Look through the records, and whenever a line includes the word "lock", copy it.

Exercise material:
== Segment start ==

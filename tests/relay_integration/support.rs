use std::{
    net::{Ipv4Addr, SocketAddr},
    path::{Path, PathBuf},
    sync::Arc,
};

use async_trait::async_trait;
use homerelay::{
    domain::{error::RelayError, models::Camera},
    interfaces::gateway::{ChatAction, Gateway, KeyboardButton},
};
use tokio::{
    io::{AsyncReadExt, AsyncWriteExt},
    net::TcpListener,
    sync::Mutex,
    task::JoinHandle,
};

#[derive(Debug, Clone, PartialEq, Eq)]
pub(crate) enum GatewayCall {
    Text { chat_id: i64, text: String },
    Photo { chat_id: i64, caption: String },
    Video { chat_id: i64, caption: String },
    Action { chat_id: i64 },
    Callback { query_id: String },
    Keyboard { chat_id: i64 },
}

/// Records outbound gateway traffic for assertions.
#[derive(Default)]
pub(crate) struct RecordingGateway {
    calls: Mutex<Vec<GatewayCall>>,
}

impl RecordingGateway {
    pub(crate) async fn calls(&self) -> Vec<GatewayCall> {
        self.calls.lock().await.clone()
    }

    async fn record(&self, call: GatewayCall) {
        self.calls.lock().await.push(call);
    }
}

#[async_trait]
impl Gateway for RecordingGateway {
    async fn send_text(&self, chat_id: i64, text: &str) -> Result<(), RelayError> {
        self.record(GatewayCall::Text {
            chat_id,
            text: text.to_owned(),
        })
        .await;
        Ok(())
    }

    async fn send_photo(
        &self,
        chat_id: i64,
        _path: &Path,
        caption: &str,
    ) -> Result<(), RelayError> {
        self.record(GatewayCall::Photo {
            chat_id,
            caption: caption.to_owned(),
        })
        .await;
        Ok(())
    }

    async fn send_video(
        &self,
        chat_id: i64,
        _path: &Path,
        caption: &str,
    ) -> Result<(), RelayError> {
        self.record(GatewayCall::Video {
            chat_id,
            caption: caption.to_owned(),
        })
        .await;
        Ok(())
    }

    async fn send_chat_action(&self, chat_id: i64, _action: ChatAction) -> Result<(), RelayError> {
        self.record(GatewayCall::Action { chat_id }).await;
        Ok(())
    }

    async fn answer_callback(&self, query_id: &str, _text: Option<&str>) -> Result<(), RelayError> {
        self.record(GatewayCall::Callback {
            query_id: query_id.to_owned(),
        })
        .await;
        Ok(())
    }

    async fn send_keyboard(
        &self,
        chat_id: i64,
        _text: &str,
        _rows: &[Vec<KeyboardButton>],
    ) -> Result<(), RelayError> {
        self.record(GatewayCall::Keyboard { chat_id }).await;
        Ok(())
    }

    async fn fetch_file(&self, file_id: &str) -> Result<PathBuf, RelayError> {
        let path = std::env::temp_dir().join(format!("integration-fetch-{file_id}.bin"));
        tokio::fs::write(&path, b"voice")
            .await
            .map_err(|error| RelayError::Fetch(error.to_string()))?;
        Ok(path)
    }
}

pub(crate) struct SnapshotServer {
    pub(crate) addr: SocketAddr,
    pub(crate) requests: Arc<Mutex<Vec<String>>>,
    join: JoinHandle<()>,
}

impl SnapshotServer {
    pub(crate) fn url(&self) -> String {
        format!("http://{}/snapshot.jpg", self.addr)
    }

    pub(crate) fn stop(self) {
        self.join.abort();
    }
}

/// Minimal HTTP endpoint standing in for a camera: answers every GET
/// with the given status and body, recording each request head.
pub(crate) async fn spawn_snapshot_server(ok: bool, body: &'static [u8]) -> SnapshotServer {
    let listener = TcpListener::bind((Ipv4Addr::LOCALHOST, 0))
        .await
        .expect("listener should bind");
    let addr = listener.local_addr().expect("listener should expose local addr");
    let requests = Arc::new(Mutex::new(Vec::new()));

    let seen = requests.clone();
    let join = tokio::spawn(async move {
        loop {
            let Ok((mut socket, _)) = listener.accept().await else {
                break;
            };
            let seen = seen.clone();
            tokio::spawn(async move {
                let mut head = Vec::new();
                let mut buf = [0_u8; 512];
                while !head.windows(4).any(|window| window == b"\r\n\r\n") {
                    match socket.read(&mut buf).await {
                        Ok(0) | Err(_) => break,
                        Ok(n) => head.extend_from_slice(&buf[..n]),
                    }
                }
                seen.lock()
                    .await
                    .push(String::from_utf8_lossy(&head).into_owned());

                let response = if ok {
                    format!(
                        "HTTP/1.1 200 OK\r\nContent-Type: image/jpeg\r\n\
                         Content-Length: {}\r\nConnection: close\r\n\r\n",
                        body.len()
                    )
                } else {
                    "HTTP/1.1 500 Internal Server Error\r\n\
                     Content-Length: 0\r\nConnection: close\r\n\r\n"
                        .to_owned()
                };
                let _ = socket.write_all(response.as_bytes()).await;
                if ok {
                    let _ = socket.write_all(body).await;
                }
                let _ = socket.shutdown().await;
            });
        }
    });

    SnapshotServer {
        addr,
        requests,
        join,
    }
}

pub(crate) fn camera(id: &str, name: &str, url: Option<String>) -> Camera {
    Camera {
        id: id.to_owned(),
        name: name.to_owned(),
        snapshot_url: url,
        username: None,
        password: None,
    }
}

== Segment end ==

Output for this exercise:
        self.calls.lock().await.clone()
        self.calls.lock().await.push(call);
                seen.lock()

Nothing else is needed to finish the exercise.